• ACTION ITEM
Return every line in the entries below where the word "struct" shows up.

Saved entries
══════════════════════════════

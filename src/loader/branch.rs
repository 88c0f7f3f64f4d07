//! Single-branch loader

use super::{ChallengeLoader, LoadError, assemble};
use crate::challenge::{ChallengeResult, DESCRIPTOR_FILE};
use crate::source::RevisionSource;
use tracing::debug;

/// Loads challenges from one branch snapshot
///
/// Every result carries the branch name. Genres that cannot be listed are
/// treated as absent from the branch.
pub struct BranchLoader<'a, S: RevisionSource + ?Sized> {
    source: &'a S,
    branch: String,
    descriptor: String,
}

impl<'a, S: RevisionSource + ?Sized> BranchLoader<'a, S> {
    #[must_use]
    pub fn new(source: &'a S, branch: impl Into<String>) -> Self {
        Self {
            source,
            branch: branch.into(),
            descriptor: DESCRIPTOR_FILE.to_string(),
        }
    }

    /// Use a different descriptor file name
    #[must_use]
    pub fn with_descriptor(mut self, descriptor: impl Into<String>) -> Self {
        self.descriptor = descriptor.into();
        self
    }
}

impl<S: RevisionSource + ?Sized> ChallengeLoader for BranchLoader<'_, S> {
    fn load_all(&self, genres: &[String]) -> Result<Vec<ChallengeResult>, LoadError> {
        let mut results = Vec::new();

        for genre in genres {
            let files = match self.source.list_files(&self.branch, genre, &self.descriptor) {
                Ok(files) => files,
                Err(e) => {
                    debug!(genre = %genre, branch = %self.branch, "skipping genre: {e}");
                    continue;
                }
            };

            for file in files {
                let fetched = self.source.read_blob(&self.branch, &file);
                if let Some(result) = assemble(file, Some(self.branch.as_str()), fetched) {
                    results.push(result);
                }
            }
        }

        Ok(results)
    }
}
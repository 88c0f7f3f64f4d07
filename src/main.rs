//! Chaltag CLI application entry point
//!
//! Searches challenge descriptors by tag.
//!
//! # Usage
//!
//! ```bash
//! # Interactive search over the working tree
//! chaltag
//!
//! # Print challenges tagged with anything containing "web" or "sql"
//! chaltag web sql
//!
//! # Merge challenges from every local branch
//! chaltag --all-branches web
//!
//! # Read one branch without checking it out
//! chaltag --branch feature/new-pwn pwn
//! ```
//!
//! # Configuration
//!
//! Genres are read from `config.yaml` in the repository root (see
//! `--config` and `-C`).

use chaltag::{
    ChallengeResult, ChaltagError,
    cli::{Cli, SourceMode},
    config::ChaltagConfig,
    loader::{BranchLoader, ChallengeLoader, MultiBranchLoader, WorkingTreeLoader},
    output,
    search::{self, Outcome},
    source::{GitSource, RevisionSource, SourceError},
};
use std::io::{self, IsTerminal, Write};
use std::process::ExitCode;
use tracing::debug;

type Result<T> = std::result::Result<T, ChaltagError>;

/// Install the stderr log subscriber
///
/// `CHALTAG_LOG` overrides the level chosen by `--quiet` / `--verbose`.
fn init_tracing(quiet: bool, verbose: bool) {
    let level = if quiet {
        "error"
    } else if verbose {
        "debug"
    } else {
        "warn"
    };

    let filter = tracing_subscriber::EnvFilter::try_from_env("CHALTAG_LOG")
        .unwrap_or_else(|_| tracing_subscriber::EnvFilter::new(level));

    // A subscriber may already be installed when embedded; keep that one.
    let _ = tracing_subscriber::fmt()
        .with_env_filter(filter)
        .with_writer(io::stderr)
        .with_ansi(io::stderr().is_terminal())
        .with_target(false)
        .without_time()
        .try_init();
}

/// Load every challenge from the source selected on the command line
///
/// # Errors
///
/// Returns `ChaltagError` if the working tree cannot be walked or git cannot
/// be run. A detached HEAD is not an error; no branch gets current priority.
fn load_corpus(cli: &Cli, config: &ChaltagConfig) -> Result<Vec<ChallengeResult>> {
    let genres = &config.genre;

    let corpus = match cli.source_mode() {
        SourceMode::WorkingTree => WorkingTreeLoader::new(&cli.repo)
            .with_descriptor(&config.descriptor)
            .load_all(genres)?,
        SourceMode::Branch(branch) => {
            let git = GitSource::new(&cli.repo);
            BranchLoader::new(&git, branch)
                .with_descriptor(&config.descriptor)
                .load_all(genres)?
        }
        SourceMode::AllBranches => {
            let git = GitSource::new(&cli.repo);
            let current = match git.current_branch() {
                Ok(branch) => Some(branch),
                Err(SourceError::DetachedHead) => {
                    debug!("HEAD is detached, no current branch to prefer");
                    None
                }
                Err(e) => return Err(e.into()),
            };
            debug!(current = ?current, primary = %config.primary_branch, "merging all branches");
            MultiBranchLoader::new(&git, current)
                .with_primary(&config.primary_branch)
                .with_descriptor(&config.descriptor)
                .load_all(genres)?
        }
    };

    debug!(count = corpus.len(), "challenges loaded");
    Ok(corpus)
}

/// Print challenges matching any of `tags` as a markdown list
///
/// # Errors
///
/// Returns `ChaltagError` if writing to stdout fails.
fn handle_static_search(corpus: &[ChallengeResult], tags: &[String]) -> Result<()> {
    let results = search::filter_by_tags(corpus, tags);
    let mut stdout = io::stdout().lock();

    if results.is_empty() {
        writeln!(stdout, "{}", output::no_matches_message(tags))?;
        return Ok(());
    }

    output::write_markdown(&mut stdout, &results)?;
    Ok(())
}

/// Run the interactive search screen and print the selection, if any
///
/// # Errors
///
/// Returns `ChaltagError` if raw mode cannot be entered or terminal I/O fails.
fn handle_interactive_search(corpus: &[ChallengeResult]) -> Result<()> {
    match search::run_interactive(corpus)? {
        Outcome::Selected(result) => {
            for line in output::selection_lines(&result) {
                println!("{line}");
            }
        }
        Outcome::Cancelled => {}
    }
    Ok(())
}

fn run(cli: &Cli) -> Result<()> {
    let config = ChaltagConfig::load(cli.config_path())?;
    let corpus = load_corpus(cli, &config)?;

    if cli.is_interactive() {
        handle_interactive_search(&corpus)
    } else {
        handle_static_search(&corpus, &cli.tags)
    }
}

fn main() -> ExitCode {
    let cli = Cli::parse_args();
    init_tracing(cli.quiet, cli.verbose);

    match run(&cli) {
        Ok(()) => ExitCode::SUCCESS,
        Err(e) => {
            eprintln!("Error: {e}");
            ExitCode::FAILURE
        }
    }
}
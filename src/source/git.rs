//! Git-backed revision source
//!
//! Every query spawns one `git` process in the repository directory. Branch
//! snapshots are read with `<branch>:<path>` revision syntax, so the working
//! tree is never modified.

use super::{RevisionSource, SourceError, has_file_name, join_prefix};
use std::path::{Path, PathBuf};
use std::process::{Command, Output};
use tracing::debug;

/// Revision source that queries a local git repository
#[derive(Debug, Clone)]
pub struct GitSource {
    repo: PathBuf,
}

impl GitSource {
    /// Create a source for the repository containing `repo`
    #[must_use]
    pub fn new(repo: impl Into<PathBuf>) -> Self {
        Self { repo: repo.into() }
    }

    /// Repository directory git is run in
    #[must_use]
    pub fn repo(&self) -> &Path {
        &self.repo
    }

    /// Run git with `args`, failing only if the process cannot be spawned
    fn run(&self, args: &[&str]) -> Result<Output, SourceError> {
        debug!(args = ?args, repo = %self.repo.display(), "running git");
        Command::new("git")
            .args(args)
            .current_dir(&self.repo)
            .output()
            .map_err(|e| SourceError::Unavailable(format!("failed to run git: {e}")))
    }

    /// Run git with `args` and return stdout, treating a non-zero exit as unavailability
    fn run_checked(&self, args: &[&str]) -> Result<String, SourceError> {
        let output = self.run(args)?;
        if !output.status.success() {
            return Err(SourceError::Unavailable(format!(
                "git {} failed: {}",
                args.join(" "),
                String::from_utf8_lossy(&output.stderr).trim()
            )));
        }
        Ok(String::from_utf8_lossy(&output.stdout).into_owned())
    }
}

fn non_empty_lines(text: &str) -> impl Iterator<Item = &str> {
    text.lines().map(str::trim).filter(|line| !line.is_empty())
}

impl RevisionSource for GitSource {
    fn list_branches(&self) -> Result<Vec<String>, SourceError> {
        // for-each-ref, unlike `git branch`, never lists a detached HEAD entry
        let stdout =
            self.run_checked(&["for-each-ref", "--format=%(refname:short)", "refs/heads"])?;
        Ok(non_empty_lines(&stdout).map(ToString::to_string).collect())
    }

    fn current_branch(&self) -> Result<String, SourceError> {
        let stdout = self.run_checked(&["branch", "--show-current"])?;
        let branch = stdout.trim();
        if branch.is_empty() {
            return Err(SourceError::DetachedHead);
        }
        Ok(branch.to_string())
    }

    fn list_files(
        &self,
        branch: &str,
        prefix: &str,
        file_name: &str,
    ) -> Result<Vec<String>, SourceError> {
        let tree = format!("{branch}:{}", prefix.trim_end_matches('/'));
        // -z keeps non-ASCII names verbatim instead of quoting them
        let output = self.run(&["ls-tree", "-r", "-z", "--name-only", &tree])?;

        // A prefix missing from this snapshot makes ls-tree exit non-zero.
        if !output.status.success() {
            debug!(branch, prefix, "prefix not present in branch");
            return Ok(Vec::new());
        }

        Ok(output
            .stdout
            .split(|&b| b == 0)
            .filter(|name| !name.is_empty())
            .map(String::from_utf8_lossy)
            .filter(|name| has_file_name(name, file_name))
            .map(|name| join_prefix(prefix, &name))
            .collect())
    }

    fn read_blob(&self, branch: &str, path: &str) -> Result<Vec<u8>, SourceError> {
        let output = self.run(&["show", &format!("{branch}:{path}")])?;
        if !output.status.success() {
            return Err(SourceError::BlobMissing {
                branch: branch.to_string(),
                path: path.to_string(),
            });
        }
        Ok(output.stdout)
    }
}
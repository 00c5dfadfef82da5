//! PaddleOCR (PP-OCRv5) engine backed by `ocr-rs`.

use super::{sort_reading_order, OcrItem, Recognize};
use crate::config::ModelSettings;
use crate::{Error, Result};
use image::DynamicImage;
use ocr_rs::OcrEngine;
use std::path::{Path, PathBuf};
use tracing::{debug, warn};

/// Detection model, shared by every language.
pub const DETECTION_MODEL: &str = "PP-OCRv5_mobile_det.mnn";

/// `(language, recognition model, charset)`
const LANGUAGES: [(&str, &str, &str); 5] = [
    ("chinese", "PP-OCRv5_mobile_rec.mnn", "ppocr_keys_v5.txt"),
    ("english", "en_PP-OCRv5_mobile_rec_infer.mnn", "ppocr_keys_en.txt"),
    ("latin", "latin_PP-OCRv5_mobile_rec_infer.mnn", "ppocr_keys_latin.txt"),
    ("korean", "korean_PP-OCRv5_mobile_rec_infer.mnn", "ppocr_keys_korean.txt"),
    ("cyrillic", "cyrillic_PP-OCRv5_mobile_rec_infer.mnn", "ppocr_keys_cyrillic.txt"),
];

/// Resolved model file locations.
#[derive(Debug, Clone, PartialEq)]
pub struct ModelPaths {
    pub detection: PathBuf,
    pub recognition: PathBuf,
    pub charset: PathBuf,
}

impl ModelPaths {
    /// Resolve files for the configured language. Falls back to the first
    /// installed language when the requested one is missing.
    pub fn resolve(models: &ModelSettings) -> Result<Self> {
        let dir = &models.dir;
        let installed = installed_languages(dir);

        let (lang, rec, charset) = installed
            .iter()
            .find(|(id, _, _)| *id == models.language)
            .or_else(|| installed.first())
            .copied()
            .ok_or_else(|| {
                Error::Ocr(format!(
                    "no recognition model found in {}",
                    dir.display()
                ))
            })?;
        if lang != models.language {
            warn!(
                "language '{}' not installed, using '{}'",
                models.language, lang
            );
        }

        let paths = Self {
            detection: dir.join(DETECTION_MODEL),
            recognition: dir.join(rec),
            charset: dir.join(charset),
        };
        if !paths.detection.exists() {
            return Err(Error::Ocr(format!(
                "detection model not found: {}",
                paths.detection.display()
            )));
        }
        Ok(paths)
    }
}

/// Languages whose recognition model and charset are both present in `dir`.
pub fn installed_languages(dir: &Path) -> Vec<(&'static str, &'static str, &'static str)> {
    LANGUAGES
        .into_iter()
        .filter(|(_, rec, charset)| dir.join(rec).exists() && dir.join(charset).exists())
        .collect()
}

/// A loaded PaddleOCR engine.
pub struct PaddleEngine {
    engine: OcrEngine,
}

impl PaddleEngine {
    /// Load the detection and recognition models.
    pub fn load(models: &ModelSettings) -> Result<Self> {
        let paths = ModelPaths::resolve(models)?;
        debug!("loading models: {:?}", paths);
        let engine = OcrEngine::new(&paths.detection, &paths.recognition, &paths.charset, None)
            .map_err(|e| Error::Ocr(format!("failed to create engine: {}", e)))?;
        Ok(Self { engine })
    }
}

impl Recognize for PaddleEngine {
    fn recognize(&self, image: &DynamicImage) -> Result<Vec<OcrItem>> {
        let raw = self
            .engine
            .recognize(image)
            .map_err(|e| Error::Ocr(format!("recognition failed: {}", e)))?;

        let mut items: Vec<OcrItem> = raw
            .into_iter()
            .filter(|r| !r.text.trim().is_empty())
            .map(|r| {
                let rect = &r.bbox.rect;
                let (x, y) = (rect.left(), rect.top());
                let (w, h) = (rect.width() as i32, rect.height() as i32);
                OcrItem::from_rect(r.text.clone(), x, y, w, h, r.confidence)
            })
            .collect();
        sort_reading_order(&mut items);
        Ok(items)
    }
}

#[cfg(test)]
mod tests {
    use super::*;
    use std::fs;

    fn touch(dir: &Path, name: &str) {
        fs::write(dir.join(name), b"").unwrap();
    }

    #[test]
    fn test_installed_languages_requires_both_files() {
        let dir = tempfile::tempdir().unwrap();
        touch(dir.path(), "en_PP-OCRv5_mobile_rec_infer.mnn");
        assert!(installed_languages(dir.path()).is_empty());

        touch(dir.path(), "ppocr_keys_en.txt");
        let langs: Vec<_> = installed_languages(dir.path())
            .into_iter()
            .map(|(id, _, _)| id)
            .collect();
        assert_eq!(langs, ["english"]);
    }

    #[test]
    fn test_resolve_falls_back_to_installed_language() {
        let dir = tempfile::tempdir().unwrap();
        touch(dir.path(), DETECTION_MODEL);
        touch(dir.path(), "en_PP-OCRv5_mobile_rec_infer.mnn");
        touch(dir.path(), "ppocr_keys_en.txt");

        let models = ModelSettings {
            dir: dir.path().to_path_buf(),
            language: "chinese".into(),
        };
        let paths = ModelPaths::resolve(&models).unwrap();
        assert_eq!(
            paths.recognition,
            dir.path().join("en_PP-OCRv5_mobile_rec_infer.mnn")
        );
        assert_eq!(paths.charset, dir.path().join("ppocr_keys_en.txt"));
    }

    #[test]
    fn test_resolve_missing_detection_model() {
        let dir = tempfile::tempdir().unwrap();
        touch(dir.path(), "PP-OCRv5_mobile_rec.mnn");
        touch(dir.path(), "ppocr_keys_v5.txt");

        let models = ModelSettings {
            dir: dir.path().to_path_buf(),
            language: "chinese".into(),
        };
        let err = ModelPaths::resolve(&models).unwrap_err();
        assert!(err.to_string().contains(DETECTION_MODEL));
    }

    #[test]
    fn test_resolve_empty_dir() {
        let dir = tempfile::tempdir().unwrap();
        let models = ModelSettings {
            dir: dir.path().to_path_buf(),
            language: "english".into(),
        };
        assert!(ModelPaths::resolve(&models).is_err());
    }
}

══════════════════════════════

• ANSWER FOR THE TASK
pub struct BranchLoader<'a, S: RevisionSource + ?Sized> {
pub struct GitSource {
pub struct ModelPaths {
pub struct PaddleEngine {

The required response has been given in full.